What the exercise asks>
Word for word, print the entries that follow.

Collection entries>
-- Opening Marker --

use orkpi::config::Config;
use orkpi::config::migrate::{migrate_file, missing_fields};
use orkpi::models::TieBreak;
use predicates::prelude::PredicateBooleanExt;
use predicates::str::contains;
use std::fs;

mod common;
use common::{Fixture, orkpi};

#[test]
fn test_init_writes_defaults_once() {
    let fx = Fixture::new();

    orkpi()
        .arg("--config")
        .arg(&fx.config)
        .arg("init")
        .assert()
        .success()
        .stdout(contains("Config file:"));

    let cfg = Config::load(&fx.config).unwrap();
    assert_eq!(cfg, Config::default());

    orkpi()
        .arg("--config")
        .arg(&fx.config)
        .arg("init")
        .assert()
        .success()
        .stdout(contains("already exists"));
}

#[test]
fn test_missing_config_file_uses_defaults() {
    let fx = Fixture::new();
    assert!(!fx.config.exists());
    assert_eq!(Config::load(&fx.config).unwrap(), Config::default());
}

#[test]
fn test_partial_config_keeps_user_values() {
    let fx = Fixture::new();
    fs::write(&fx.config, "tie_break: first_seen\ncolumns:\n  extraction:\n    key: Numéro\n").unwrap();

    let cfg = Config::load(&fx.config).unwrap();
    assert_eq!(cfg.tie_break, TieBreak::FirstSeen);
    assert_eq!(cfg.columns.extraction.key, "Numéro");
    assert_eq!(cfg.columns.extraction.status, "Planifié ?");
    assert_eq!(cfg.detail_limit, 50);
}

#[test]
fn test_migrate_adds_missing_keys() {
    let fx = Fixture::new();
    fs::write(&fx.config, "tie_break: first_seen\ncolumns:\n  extraction:\n    key: Numéro\n").unwrap();

    let missing = missing_fields(&fx.config).unwrap();
    assert!(missing.contains(&"columns.extraction.status".to_string()));
    assert!(missing.contains(&"columns.timesheet".to_string()));
    assert!(missing.contains(&"field_locations".to_string()));
    assert!(!missing.contains(&"tie_break".to_string()));

    let added = migrate_file(&fx.config).unwrap();
    assert_eq!(added, missing);
    assert!(missing_fields(&fx.config).unwrap().is_empty());

    let cfg = Config::load(&fx.config).unwrap();
    assert_eq!(cfg.tie_break, TieBreak::FirstSeen);
    assert_eq!(cfg.columns.extraction.key, "Numéro");

    // a second run has nothing to do
    assert!(migrate_file(&fx.config).unwrap().is_empty());
}

#[test]
fn test_config_check_and_migrate_cli() {
    let fx = Fixture::new();
    fs::write(&fx.config, "planned_label: Planifié\n").unwrap();

    orkpi()
        .arg("--config")
        .arg(&fx.config)
        .args(["config", "--check"])
        .assert()
        .success()
        .stdout(contains("Missing fields"))
        .stdout(contains("tie_break"));

    orkpi()
        .arg("--config")
        .arg(&fx.config)
        .args(["config", "--migrate"])
        .assert()
        .success()
        .stdout(contains("Configuration migrated"));

    orkpi()
        .arg("--config")
        .arg(&fx.config)
        .args(["config", "--check"])
        .assert()
        .success()
        .stdout(contains("complete").and(contains("Missing fields").not()));
}

#[test]
fn test_config_drives_the_report() {
    let fx = Fixture::new();
    fs::write(&fx.config, "planned_match: contains\nmissing_label: N/A\n").unwrap();

    fx.cmd("report")
        .assert()
        .success()
        .stdout(contains("100.00 %"))
        .stdout(contains("N/A"));
}

#[test]
fn test_invalid_config_fails() {
    let fx = Fixture::new();
    fs::write(&fx.config, "tie_break: loudest\n").unwrap();

    fx.cmd("report")
        .assert()
        .failure()
        .stderr(contains("Configuration error"));
}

-- Closing Marker --

Answer to the problem>
use orkpi::config::Config;
use orkpi::config::migrate::{migrate_file, missing_fields};
use orkpi::models::TieBreak;
use predicates::prelude::PredicateBooleanExt;
use predicates::str::contains;
use std::fs;

mod common;
use common::{Fixture, orkpi};

#[test]
fn test_init_writes_defaults_once() {
    let fx = Fixture::new();

    orkpi()
        .arg("--config")
        .arg(&fx.config)
        .arg("init")
        .assert()
        .success()
        .stdout(contains("Config file:"));

    let cfg = Config::load(&fx.config).unwrap();
    assert_eq!(cfg, Config::default());

    orkpi()
        .arg("--config")
        .arg(&fx.config)
        .arg("init")
        .assert()
        .success()
        .stdout(contains("already exists"));
}

#[test]
fn test_missing_config_file_uses_defaults() {
    let fx = Fixture::new();
    assert!(!fx.config.exists());
    assert_eq!(Config::load(&fx.config).unwrap(), Config::default());
}

#[test]
fn test_partial_config_keeps_user_values() {
    let fx = Fixture::new();
    fs::write(&fx.config, "tie_break: first_seen\ncolumns:\n  extraction:\n    key: Numéro\n").unwrap();

    let cfg = Config::load(&fx.config).unwrap();
    assert_eq!(cfg.tie_break, TieBreak::FirstSeen);
    assert_eq!(cfg.columns.extraction.key, "Numéro");
    assert_eq!(cfg.columns.extraction.status, "Planifié ?");
    assert_eq!(cfg.detail_limit, 50);
}

#[test]
fn test_migrate_adds_missing_keys() {
    let fx = Fixture::new();
    fs::write(&fx.config, "tie_break: first_seen\ncolumns:\n  extraction:\n    key: Numéro\n").unwrap();

    let missing = missing_fields(&fx.config).unwrap();
    assert!(missing.contains(&"columns.extraction.status".to_string()));
    assert!(missing.contains(&"columns.timesheet".to_string()));
    assert!(missing.contains(&"field_locations".to_string()));
    assert!(!missing.contains(&"tie_break".to_string()));

    let added = migrate_file(&fx.config).unwrap();
    assert_eq!(added, missing);
    assert!(missing_fields(&fx.config).unwrap().is_empty());

    let cfg = Config::load(&fx.config).unwrap();
    assert_eq!(cfg.tie_break, TieBreak::FirstSeen);
    assert_eq!(cfg.columns.extraction.key, "Numéro");

    // a second run has nothing to do
    assert!(migrate_file(&fx.config).unwrap().is_empty());
}

#[test]
fn test_config_check_and_migrate_cli() {
    let fx = Fixture::new();
    fs::write(&fx.config, "planned_label: Planifié\n").unwrap();

    orkpi()
        .arg("--config")
        .arg(&fx.config)
        .args(["config", "--check"])
        .assert()
        .success()
        .stdout(contains("Missing fields"))
        .stdout(contains("tie_break"));

    orkpi()
        .arg("--config")
        .arg(&fx.config)
        .args(["config", "--migrate"])
        .assert()
        .success()
        .stdout(contains("Configuration migrated"));

    orkpi()
        .arg("--config")
        .arg(&fx.config)
        .args(["config", "--check"])
        .assert()
        .success()
        .stdout(contains("complete").and(contains("Missing fields").not()));
}

#[test]
fn test_config_drives_the_report() {
    let fx = Fixture::new();
    fs::write(&fx.config, "planned_match: contains\nmissing_label: N/A\n").unwrap();

    fx.cmd("report")
        .assert()
        .success()
        .stdout(contains("100.00 %"))
        .stdout(contains("N/A"));
}

#[test]
fn test_invalid_config_fails() {
    let fx = Fixture::new();
    fs::write(&fx.config, "tie_break: loudest\n").unwrap();

    fx.cmd("report")
        .assert()
        .failure()
        .stderr(contains("Configuration error"));
}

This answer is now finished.